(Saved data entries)
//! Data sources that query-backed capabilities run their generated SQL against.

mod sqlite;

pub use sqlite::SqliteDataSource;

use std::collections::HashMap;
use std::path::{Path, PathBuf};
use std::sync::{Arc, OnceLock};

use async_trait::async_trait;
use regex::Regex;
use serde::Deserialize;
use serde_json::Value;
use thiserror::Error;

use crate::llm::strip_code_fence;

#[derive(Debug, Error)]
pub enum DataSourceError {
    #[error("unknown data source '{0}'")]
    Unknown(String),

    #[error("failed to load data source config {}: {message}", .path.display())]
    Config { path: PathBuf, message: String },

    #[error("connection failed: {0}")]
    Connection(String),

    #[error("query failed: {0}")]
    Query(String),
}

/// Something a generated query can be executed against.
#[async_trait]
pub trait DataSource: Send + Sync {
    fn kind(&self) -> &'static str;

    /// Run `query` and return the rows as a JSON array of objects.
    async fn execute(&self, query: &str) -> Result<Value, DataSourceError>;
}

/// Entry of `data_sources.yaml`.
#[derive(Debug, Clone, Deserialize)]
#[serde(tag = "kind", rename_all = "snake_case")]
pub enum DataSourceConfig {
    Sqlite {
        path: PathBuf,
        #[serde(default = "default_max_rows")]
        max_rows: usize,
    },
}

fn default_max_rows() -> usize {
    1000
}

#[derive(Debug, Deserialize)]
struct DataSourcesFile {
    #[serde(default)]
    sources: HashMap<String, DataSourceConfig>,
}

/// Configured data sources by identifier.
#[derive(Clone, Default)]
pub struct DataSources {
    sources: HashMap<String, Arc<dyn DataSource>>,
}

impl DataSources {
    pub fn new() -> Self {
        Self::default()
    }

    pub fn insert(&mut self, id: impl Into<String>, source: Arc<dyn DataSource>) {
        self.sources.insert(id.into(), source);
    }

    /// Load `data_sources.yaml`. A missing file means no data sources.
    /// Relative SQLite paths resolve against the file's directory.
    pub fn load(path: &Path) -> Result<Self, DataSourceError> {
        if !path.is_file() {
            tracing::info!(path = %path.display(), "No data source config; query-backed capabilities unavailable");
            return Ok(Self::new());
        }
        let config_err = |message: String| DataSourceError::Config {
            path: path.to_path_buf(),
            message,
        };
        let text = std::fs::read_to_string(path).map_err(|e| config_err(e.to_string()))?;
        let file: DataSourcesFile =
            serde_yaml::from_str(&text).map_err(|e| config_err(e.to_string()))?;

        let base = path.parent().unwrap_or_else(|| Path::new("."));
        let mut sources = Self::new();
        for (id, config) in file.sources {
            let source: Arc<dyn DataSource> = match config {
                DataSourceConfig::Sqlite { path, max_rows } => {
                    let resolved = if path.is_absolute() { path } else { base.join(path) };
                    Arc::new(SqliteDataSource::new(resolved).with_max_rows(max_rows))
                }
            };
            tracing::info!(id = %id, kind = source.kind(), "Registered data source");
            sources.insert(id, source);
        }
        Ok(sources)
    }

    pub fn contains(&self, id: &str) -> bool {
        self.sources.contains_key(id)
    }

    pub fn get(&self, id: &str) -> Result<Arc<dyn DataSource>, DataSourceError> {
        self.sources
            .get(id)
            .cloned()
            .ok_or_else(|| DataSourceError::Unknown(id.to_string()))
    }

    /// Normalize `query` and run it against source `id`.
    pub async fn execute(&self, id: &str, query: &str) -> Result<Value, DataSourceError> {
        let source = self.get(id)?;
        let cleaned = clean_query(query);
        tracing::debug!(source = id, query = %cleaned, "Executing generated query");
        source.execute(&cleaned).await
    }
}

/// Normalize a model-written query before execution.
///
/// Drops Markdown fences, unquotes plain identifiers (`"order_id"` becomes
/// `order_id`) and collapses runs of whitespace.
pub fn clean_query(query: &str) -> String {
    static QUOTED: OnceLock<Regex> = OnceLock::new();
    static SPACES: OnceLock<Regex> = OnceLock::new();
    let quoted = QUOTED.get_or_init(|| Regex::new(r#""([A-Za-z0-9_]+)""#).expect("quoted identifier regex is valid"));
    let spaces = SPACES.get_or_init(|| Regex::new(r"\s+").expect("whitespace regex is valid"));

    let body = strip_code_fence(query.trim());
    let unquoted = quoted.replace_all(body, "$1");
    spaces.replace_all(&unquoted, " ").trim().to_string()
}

--

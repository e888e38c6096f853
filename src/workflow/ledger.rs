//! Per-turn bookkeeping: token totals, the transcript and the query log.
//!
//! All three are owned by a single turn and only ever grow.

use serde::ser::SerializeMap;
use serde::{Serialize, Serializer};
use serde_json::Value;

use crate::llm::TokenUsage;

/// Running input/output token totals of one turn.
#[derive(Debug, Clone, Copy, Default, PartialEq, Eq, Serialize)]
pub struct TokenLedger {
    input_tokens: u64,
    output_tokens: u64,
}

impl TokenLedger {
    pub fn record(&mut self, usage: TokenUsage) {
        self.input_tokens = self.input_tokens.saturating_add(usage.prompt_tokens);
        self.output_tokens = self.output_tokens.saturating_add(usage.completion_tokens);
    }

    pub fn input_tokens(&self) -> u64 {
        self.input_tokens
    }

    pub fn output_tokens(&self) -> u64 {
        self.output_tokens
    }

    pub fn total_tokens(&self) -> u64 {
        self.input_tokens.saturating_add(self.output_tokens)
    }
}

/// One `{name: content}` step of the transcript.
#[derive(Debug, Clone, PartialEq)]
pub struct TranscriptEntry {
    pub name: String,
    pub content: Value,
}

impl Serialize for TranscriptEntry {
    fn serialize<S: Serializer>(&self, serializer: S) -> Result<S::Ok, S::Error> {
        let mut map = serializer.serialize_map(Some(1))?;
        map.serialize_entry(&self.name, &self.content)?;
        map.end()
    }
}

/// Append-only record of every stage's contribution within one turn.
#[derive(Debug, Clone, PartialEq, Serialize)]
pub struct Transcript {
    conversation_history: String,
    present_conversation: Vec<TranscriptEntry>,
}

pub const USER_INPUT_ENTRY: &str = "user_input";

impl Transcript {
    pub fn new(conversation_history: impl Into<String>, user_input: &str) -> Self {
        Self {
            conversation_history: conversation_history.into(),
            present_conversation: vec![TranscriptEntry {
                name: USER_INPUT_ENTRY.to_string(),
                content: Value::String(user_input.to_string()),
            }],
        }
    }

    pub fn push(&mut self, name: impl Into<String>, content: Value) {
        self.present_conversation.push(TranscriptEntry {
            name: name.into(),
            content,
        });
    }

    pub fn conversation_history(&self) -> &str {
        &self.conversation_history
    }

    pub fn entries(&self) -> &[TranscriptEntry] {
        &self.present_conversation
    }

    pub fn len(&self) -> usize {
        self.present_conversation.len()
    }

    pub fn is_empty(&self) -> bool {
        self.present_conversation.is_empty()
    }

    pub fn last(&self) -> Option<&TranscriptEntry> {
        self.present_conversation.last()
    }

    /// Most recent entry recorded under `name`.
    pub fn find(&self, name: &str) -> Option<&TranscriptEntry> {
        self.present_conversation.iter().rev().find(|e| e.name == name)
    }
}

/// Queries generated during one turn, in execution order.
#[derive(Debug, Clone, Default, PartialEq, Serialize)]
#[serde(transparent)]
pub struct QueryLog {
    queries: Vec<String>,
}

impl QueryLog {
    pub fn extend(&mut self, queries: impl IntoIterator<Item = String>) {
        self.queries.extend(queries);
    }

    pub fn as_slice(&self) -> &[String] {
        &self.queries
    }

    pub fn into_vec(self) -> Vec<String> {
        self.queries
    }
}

> _Description of the task_
Copy each line in the entries above where "kind" turns up.

> _Result_
    fn kind(&self) -> &'static str;
#[serde(tag = "kind", rename_all = "snake_case")]
            tracing::info!(id = %id, kind = source.kind(), "Registered data source");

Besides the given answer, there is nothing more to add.